Dal 2008 ad oggi sono andati bruciati 13 milioni di posti di lavoro per le donne. Sono questi i dati diffusi dall’Ilo, l’Organizzazione internazionale del lavoro, che ha presentato a Ginevra l’ultimo rapporto sulle Tendenze globali dell’occupazione femminile 2012. La sostanza è che la crisi ha aumentato le disuguaglianze tra uomini e donne sul fronte dell’occupazione.
Benché le donne contribuiscano “all’economia e alla produttività, esse continuano ad affrontare molti ostacoli che impediscono l’espressione del loro pieno potenziale economico.
Questo non solo inibisce le donne, ma costituisce un freno per la performance economica e la crescita”, ha affermato Michelle Bachelet, direttrice esecutivo di UN-Women.”Garantire pari opportunità alle donne e agli uomini non è solo la cosa giusta da fare.
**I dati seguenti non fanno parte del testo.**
//! UTXO lookup collaborator contract.
//!
//! The engine never owns UTXO state; it resolves funding inputs through the
//! [`UtxoProvider`] contract and treats results as immutable for the
//! duration of one build. `EsploraUtxoProvider` is a thin HTTP adapter over
//! an esplora-style public API for the operator CLI; tests use in-memory
//! fakes.

use async_trait::async_trait;
use bitcoin::{ScriptBuf, Txid};
use serde::Deserialize;
use thiserror::Error;
use tracing::debug;

/// A spendable prior output, immutable once fetched.
#[derive(Debug, Clone)]
pub struct Utxo {
    pub txid: Txid,
    pub vout: u32,
    pub value_sats: u64,
    pub script: ScriptBuf,
    /// Full previous transaction, when the source already had it on hand.
    /// Required for non-witness signing; fetched lazily otherwise.
    pub raw_tx_hex: Option<String>,
    /// Redeem script for P2SH-locked outputs, when known.
    pub redeem_script: Option<ScriptBuf>,
}

#[derive(Debug, Error)]
pub enum UtxoLookupError {
    #[error("utxo source transport error: {0}")]
    Transport(String),
    #[error("utxo source returned malformed data: {0}")]
    Malformed(String),
}

/// Lookup contract for funding inputs and previous transactions.
#[async_trait]
pub trait UtxoProvider: Send + Sync {
    /// Resolve one specific output. `None` when it does not exist (or is
    /// already spent, for sources that only index the UTXO set).
    async fn get_specific_utxo(
        &self,
        txid: Txid,
        vout: u32,
    ) -> Result<Option<Utxo>, UtxoLookupError>;

    /// Fetch the full raw transaction hex, `None` when unknown.
    async fn get_raw_transaction_hex(
        &self,
        txid: Txid,
    ) -> Result<Option<String>, UtxoLookupError>;
}

#[derive(Debug, Deserialize)]
struct EsploraVout {
    scriptpubkey: String,
    value: u64,
}

#[derive(Debug, Deserialize)]
struct EsploraTx {
    vout: Vec<EsploraVout>,
}

/// Esplora-style HTTP UTXO source (Blockstream/mempool.space API shape).
#[derive(Debug, Clone)]
pub struct EsploraUtxoProvider {
    client: reqwest::Client,
    base_url: String,
}

impl EsploraUtxoProvider {
    pub fn new(client: reqwest::Client, base_url: impl Into<String>) -> Self {
        Self {
            client,
            base_url: base_url.into().trim_end_matches('/').to_string(),
        }
    }
}

#[async_trait]
impl UtxoProvider for EsploraUtxoProvider {
    async fn get_specific_utxo(
        &self,
        txid: Txid,
        vout: u32,
    ) -> Result<Option<Utxo>, UtxoLookupError> {
        let url = format!("{}/tx/{txid}", self.base_url);
        debug!(%txid, vout, %url, "fetching utxo details");

        let response = self
            .client
            .get(&url)
            .send()
            .await
            .map_err(|e| UtxoLookupError::Transport(e.to_string()))?;
        if response.status() == reqwest::StatusCode::NOT_FOUND {
            return Ok(None);
        }
        if !response.status().is_success() {
            return Err(UtxoLookupError::Transport(format!(
                "{url} returned {}",
                response.status()
            )));
        }

        let tx: EsploraTx = response
            .json()
            .await
            .map_err(|e| UtxoLookupError::Malformed(e.to_string()))?;
        let Some(output) = tx.vout.get(vout as usize) else {
            return Ok(None);
        };
        let script = ScriptBuf::from_hex(&output.scriptpubkey)
            .map_err(|e| UtxoLookupError::Malformed(format!("bad scriptpubkey hex: {e}")))?;

        Ok(Some(Utxo {
            txid,
            vout,
            value_sats: output.value,
            script,
            raw_tx_hex: None,
            redeem_script: None,
        }))
    }

    async fn get_raw_transaction_hex(
        &self,
        txid: Txid,
    ) -> Result<Option<String>, UtxoLookupError> {
        let url = format!("{}/tx/{txid}/hex", self.base_url);
        debug!(%txid, %url, "fetching raw transaction hex");

        let response = self
            .client
            .get(&url)
            .send()
            .await
            .map_err(|e| UtxoLookupError::Transport(e.to_string()))?;
        if response.status() == reqwest::StatusCode::NOT_FOUND {
            return Ok(None);
        }
        if !response.status().is_success() {
            return Err(UtxoLookupError::Transport(format!(
                "{url} returned {}",
                response.status()
            )));
        }

        let hex = response
            .text()
            .await
            .map_err(|e| UtxoLookupError::Transport(e.to_string()))?;
        Ok(Some(hex.trim().to_string()))
    }
}
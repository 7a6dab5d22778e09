//! Compose-call execution: node iteration, retries, caching.

use std::collections::BTreeMap;
use std::sync::Arc;
use std::time::Duration;

use bitcoin::consensus::encode::deserialize;
use bitcoin::Transaction;
use serde::{Deserialize, Serialize};
use serde_json::Value;
use sha2::{Digest, Sha256};
use tracing::{debug, info, warn};

use crate::cache::{get_or_compute, ResponseCache};
use crate::config::{GatewayConfig, ProviderNode};
use crate::gateway::errors::GatewayError;

/// Closed options record for the compose-attach call. Unset fields are
/// omitted from the request; the remote applies its own defaults.
#[derive(Debug, Clone, Default)]
pub struct ComposeOptions {
    /// Fee rate in sat/kB, the unit the compose API prices in.
    pub fee_per_kb: Option<u64>,
    pub allow_unconfirmed_inputs: Option<bool>,
    /// Explicit funding input as `txid:vout`, passed through verbatim.
    pub inputs_set: Option<String>,
    pub regular_dust_size: Option<u64>,
    pub multisig_dust_size: Option<u64>,
    pub confirmation_target: Option<u32>,
}

/// The composed transaction template returned by a provider node.
///
/// Read-only once obtained: its outputs are copied verbatim into the final
/// transaction, so nothing here is ever mutated.
#[derive(Debug, Clone)]
pub struct ComposedTransaction {
    pub raw_hex: String,
    pub template: Transaction,
    pub psbt_base64: Option<String>,
    /// Name of the node that produced the template.
    pub provider: String,
}

/// Cacheable wire-level compose result; the template is re-decoded from hex
/// after a cache hit.
#[derive(Debug, Clone, Serialize, Deserialize)]
struct ComposeResult {
    raw_tx_hex: String,
    psbt_base64: Option<String>,
    provider: String,
}

/// Outcome of a single attempt against a single node.
enum Attempt {
    Success(ComposeResult),
    /// Application-level rejection: terminal for the whole call.
    Terminal(GatewayError),
    /// Transport-level failure: retry this node, then fail over.
    Transient(String),
}

/// Gateway over the ordered provider-node list.
///
/// Construction takes the node list as an immutable value; there is no
/// global registry, so tests can run against fake lists.
#[derive(Debug)]
pub struct QueryGateway {
    nodes: Vec<ProviderNode>,
    attempts_per_node: u32,
    cache_ttl: Duration,
    cache: Arc<dyn ResponseCache>,
    http: reqwest::Client,
}

impl QueryGateway {
    pub fn new(
        nodes: Vec<ProviderNode>,
        config: &GatewayConfig,
        cache: Arc<dyn ResponseCache>,
    ) -> Result<Self, GatewayError> {
        if nodes.is_empty() {
            return Err(GatewayError::Configuration(
                "provider node list is empty".to_string(),
            ));
        }
        if config.attempts_per_node == 0 {
            return Err(GatewayError::Configuration(
                "attempts_per_node must be at least 1".to_string(),
            ));
        }
        let http = reqwest::Client::builder()
            .timeout(Duration::from_secs(config.timeout_secs))
            .build()
            .map_err(|e| GatewayError::Configuration(e.to_string()))?;

        Ok(Self {
            nodes,
            attempts_per_node: config.attempts_per_node,
            cache_ttl: Duration::from_secs(config.cache_ttl_secs),
            cache,
            http,
        })
    }

    /// Execute the compose-attach call with caching and failover.
    pub async fn compose_attach(
        &self,
        address: &str,
        asset: &str,
        quantity: u64,
        options: &ComposeOptions,
    ) -> Result<ComposedTransaction, GatewayError> {
        let endpoint = format!("/addresses/{address}/compose/attach");
        let params = build_params(address, asset, quantity, options);
        let key = cache_key(&endpoint, &params);

        let result: ComposeResult = get_or_compute(
            self.cache.as_ref(),
            &key,
            self.cache_ttl,
            || self.query_nodes(&endpoint, &params),
        )
        .await?;

        let template = decode_transaction(&result.raw_tx_hex).map_err(|message| {
            GatewayError::MalformedResponse {
                node: result.provider.clone(),
                message,
            }
        })?;

        Ok(ComposedTransaction {
            raw_hex: result.raw_tx_hex,
            template,
            psbt_base64: result.psbt_base64,
            provider: result.provider,
        })
    }

    /// The explicit two-level loop: outer over nodes in priority order,
    /// inner over bounded immediate re-attempts. An application error is
    /// terminal; a transport error continues.
    async fn query_nodes(
        &self,
        endpoint: &str,
        params: &BTreeMap<String, String>,
    ) -> Result<ComposeResult, GatewayError> {
        for node in &self.nodes {
            for attempt in 1..=self.attempts_per_node {
                match self.attempt_node(node, endpoint, params).await {
                    Attempt::Success(result) => {
                        info!(node = %node.name, attempt, "compose call succeeded");
                        return Ok(result);
                    }
                    Attempt::Terminal(err) => {
                        warn!(node = %node.name, %err, "compose call rejected by node");
                        return Err(err);
                    }
                    Attempt::Transient(message) => {
                        warn!(node = %node.name, attempt, %message, "compose attempt failed");
                    }
                }
            }
            debug!(node = %node.name, "node exhausted, failing over");
        }

        Err(GatewayError::AllNodesUnavailable {
            total: self.nodes.len(),
            attempts_per_node: self.attempts_per_node,
        })
    }

    async fn attempt_node(
        &self,
        node: &ProviderNode,
        endpoint: &str,
        params: &BTreeMap<String, String>,
    ) -> Attempt {
        let url = format!("{}{endpoint}", node.base_url.trim_end_matches('/'));

        let mut request = self.http.get(&url).query(params);
        if let Some((user, pass)) = node.credentials() {
            request = request.basic_auth(user, Some(pass));
        }

        let response = match request.send().await {
            Ok(response) => response,
            Err(e) => return Attempt::Transient(e.to_string()),
        };
        let status = response.status();
        let text = match response.text().await {
            Ok(text) => text,
            Err(e) => return Attempt::Transient(format!("failed to read body: {e}")),
        };

        let body: Value = match serde_json::from_str(&text) {
            Ok(body) => body,
            Err(_) => return Attempt::Transient(format!("http {status}: unparseable body")),
        };

        // A well-formed error member is an application-level outcome, no
        // matter the HTTP status: the operation was rejected, not the node.
        if let Some(err) = body.get("error").filter(|v| !v.is_null()) {
            let message = err
                .as_str()
                .map(str::to_owned)
                .unwrap_or_else(|| err.to_string());
            return Attempt::Terminal(GatewayError::Application {
                node: node.name.clone(),
                message,
            });
        }

        let Some(result) = body.get("result") else {
            return Attempt::Transient(if status.is_success() {
                "response missing result and error members".to_string()
            } else {
                format!("http {status}")
            });
        };

        let Some(raw_tx_hex) = result.get("rawtransaction").and_then(Value::as_str) else {
            return Attempt::Transient("compose result missing rawtransaction".to_string());
        };
        if let Err(message) = decode_transaction(raw_tx_hex) {
            return Attempt::Transient(format!("undecodable rawtransaction: {message}"));
        }

        Attempt::Success(ComposeResult {
            raw_tx_hex: raw_tx_hex.to_string(),
            psbt_base64: result
                .get("psbt")
                .and_then(Value::as_str)
                .map(str::to_owned),
            provider: node.name.clone(),
        })
    }
}

/// Canonicalized request parameters: a sorted map so the cache key and the
/// query string are deterministic for equal requests.
fn build_params(
    address: &str,
    asset: &str,
    quantity: u64,
    options: &ComposeOptions,
) -> BTreeMap<String, String> {
    let mut params = BTreeMap::new();
    params.insert("asset".to_string(), asset.to_string());
    params.insert("quantity".to_string(), quantity.to_string());
    params.insert("return_psbt".to_string(), "true".to_string());
    params.insert("verbose".to_string(), "true".to_string());
    params.insert("multisig_dust_size".to_string(), "788".to_string());

    if is_bech32_address(address) {
        params.insert("segwit".to_string(), "true".to_string());
    }
    if let Some(fee_per_kb) = options.fee_per_kb {
        params.insert("fee_per_kb".to_string(), fee_per_kb.to_string());
    }
    if let Some(allow) = options.allow_unconfirmed_inputs {
        params.insert("allow_unconfirmed_inputs".to_string(), allow.to_string());
    }
    if let Some(inputs_set) = &options.inputs_set {
        params.insert("inputs_set".to_string(), inputs_set.clone());
    }
    if let Some(dust) = options.regular_dust_size {
        params.insert("regular_dust_size".to_string(), dust.to_string());
    }
    if let Some(dust) = options.multisig_dust_size {
        params.insert("multisig_dust_size".to_string(), dust.to_string());
    }
    if let Some(target) = options.confirmation_target {
        params.insert("confirmation_target".to_string(), target.to_string());
    }

    params
}

fn is_bech32_address(address: &str) -> bool {
    address.starts_with("bc1") || address.starts_with("tb1") || address.starts_with("bcrt1")
}

/// Deterministic cache key: hash of method endpoint + canonical parameters.
fn cache_key(endpoint: &str, params: &BTreeMap<String, String>) -> String {
    let mut hasher = Sha256::new();
    hasher.update(endpoint.as_bytes());
    for (k, v) in params {
        hasher.update(b"&");
        hasher.update(k.as_bytes());
        hasher.update(b"=");
        hasher.update(v.as_bytes());
    }
    let digest = hasher.finalize();
    format!("compose_attach:{}", hex::encode(&digest[..16]))
}

fn decode_transaction(raw_hex: &str) -> Result<Transaction, String> {
    let bytes = hex::decode(raw_hex).map_err(|e| format!("invalid hex: {e}"))?;
    deserialize::<Transaction>(&bytes).map_err(|e| format!("invalid transaction: {e}"))
}
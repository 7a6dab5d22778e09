//! Operator CLI: compose one attach transaction and print the outcome as
//! JSON. The heavy lifting lives in the library; this binary only wires the
//! collaborators together.

use std::sync::Arc;

use anyhow::Context;
use clap::Parser;
use tracing_subscriber::EnvFilter;

use attach_engine::cache::MemoryCache;
use attach_engine::composer::{AttachComposer, BuildRequest, ServiceFeeSpec};
use attach_engine::config::EngineConfig;
use attach_engine::fee_rate::FeeRateInput;
use attach_engine::gateway::QueryGateway;
use attach_engine::utxo::EsploraUtxoProvider;

#[derive(Debug, Parser)]
#[command(
    name = "attach-engine",
    about = "Compose a protocol asset-attach transaction as a signable PSBT"
)]
struct Cli {
    /// Path to a TOML configuration file; defaults apply when omitted.
    #[arg(long, env = "ATTACH_ENGINE_CONFIG")]
    config: Option<String>,

    /// Source address funding the attach (also receives change).
    #[arg(long)]
    address: String,

    /// Protocol asset identifier (cpid).
    #[arg(long)]
    asset: String,

    /// Asset quantity to attach.
    #[arg(long)]
    quantity: u64,

    /// Fee rate in sat/vB.
    #[arg(long, conflicts_with = "fee_rate_kvb")]
    fee_rate: Option<f64>,

    /// Fee rate in sat/kB.
    #[arg(long)]
    fee_rate_kvb: Option<f64>,

    /// Explicit funding input as txid:vout.
    #[arg(long)]
    input: Option<String>,

    /// Flat service fee in satoshis.
    #[arg(long, requires = "service_fee_address")]
    service_fee: Option<u64>,

    /// Address the service fee is paid to.
    #[arg(long)]
    service_fee_address: Option<String>,

    /// Refuse unconfirmed funding inputs (also disables RBF signaling).
    #[arg(long)]
    disallow_unconfirmed: bool,
}

#[tokio::main]
async fn main() -> anyhow::Result<()> {
    tracing_subscriber::fmt()
        .with_env_filter(EnvFilter::from_default_env())
        .init();

    let cli = Cli::parse();

    let config = match &cli.config {
        Some(path) => EngineConfig::from_file_with_env(path)
            .with_context(|| format!("loading configuration from {path}"))?,
        None => EngineConfig::default(),
    };

    let cache = Arc::new(MemoryCache::new());
    let gateway = QueryGateway::new(config.providers.clone(), &config.gateway, cache)
        .context("constructing protocol query gateway")?;
    let utxo_provider = Arc::new(EsploraUtxoProvider::new(
        reqwest::Client::new(),
        config.utxo.esplora_base_url.clone(),
    ));
    let composer = AttachComposer::new(gateway, utxo_provider, config.policy.clone());

    let request = BuildRequest {
        address: cli.address,
        asset: cli.asset,
        quantity: cli.quantity,
        explicit_input: cli.input,
        fee_rate: FeeRateInput {
            sats_per_vbyte: cli.fee_rate,
            sats_per_kvb: cli.fee_rate_kvb,
        },
        service_fee: match (cli.service_fee, cli.service_fee_address) {
            (Some(amount_sats), Some(pay_to_address)) => Some(ServiceFeeSpec {
                amount_sats,
                pay_to_address,
            }),
            _ => None,
        },
        allow_unconfirmed_inputs: cli.disallow_unconfirmed.then_some(false),
    };

    let outcome = composer.build_attach_transaction(&request).await?;
    println!("{}", serde_json::to_string_pretty(&outcome)?);
    Ok(())
}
È anche la più intelligente da un punto di vista economico”.
Il Centro Studi di Confindustria ha infatti stimato che il Pil italiano potrebbe aumentare di circa il 16% se il tasso di occupazione femminile (47,4% nelsecondo trimestre del 2012) arrivasse ai livelli di quello maschile (66,7%).”Promuovere l’occupazione delle donne nell’economia” osserva il Csc “non è solo una questione di equità e di pari diritti ma anche una questione di efficienza, perché il basso impiego delle donne nel lavoro significa spreco di risorse e talenti”.
Nelle economie dove il tasso di occupazione femminile è più alto il Pil pro-capite è pure più elevato. La condizione delle donne nel mercato del lavoro in Italia “è sostanzialmente migliorata negli ultimi decenni, soprattutto al Nord, ma il divario con gli standard europei è ancora ampio”.
Un tema centrale è rappresentato dalle politiche di conciliazione tra lavoro e famiglia, “indispensabili per elevare i livelli di attività femminile ai valori maschili e per consentire alle donne di raggiungere retribuzioni e prospettive di carriera adeguati alla loro formazione”.
Inoltre, le differenze uomo-donna nel mercato del lavoro si accentuano quando arrivano i figli: il tasso di occupazione delle donne tra i 25 e i 44 anni passa dal 73,1% per le coniugate senza figli al 52,5% per quelle con uno o più figli.
Per gli uomini non ci sono effetti significativi, essendo il tasso di occupazione per i coniugati senza figli pari al 90,9% e prossimo al 90,5% quello per i padri coniugati con uno o più figli. Inoltre, mentre tra le madri il 30% interrompe il lavoro per motivi familiari, la percentuale tra i padri è pari al 3%5. Insomma, dati alla mano, sono le donne a sostenere quasi interamente i costi della conciliazione tra famiglia e lavoro.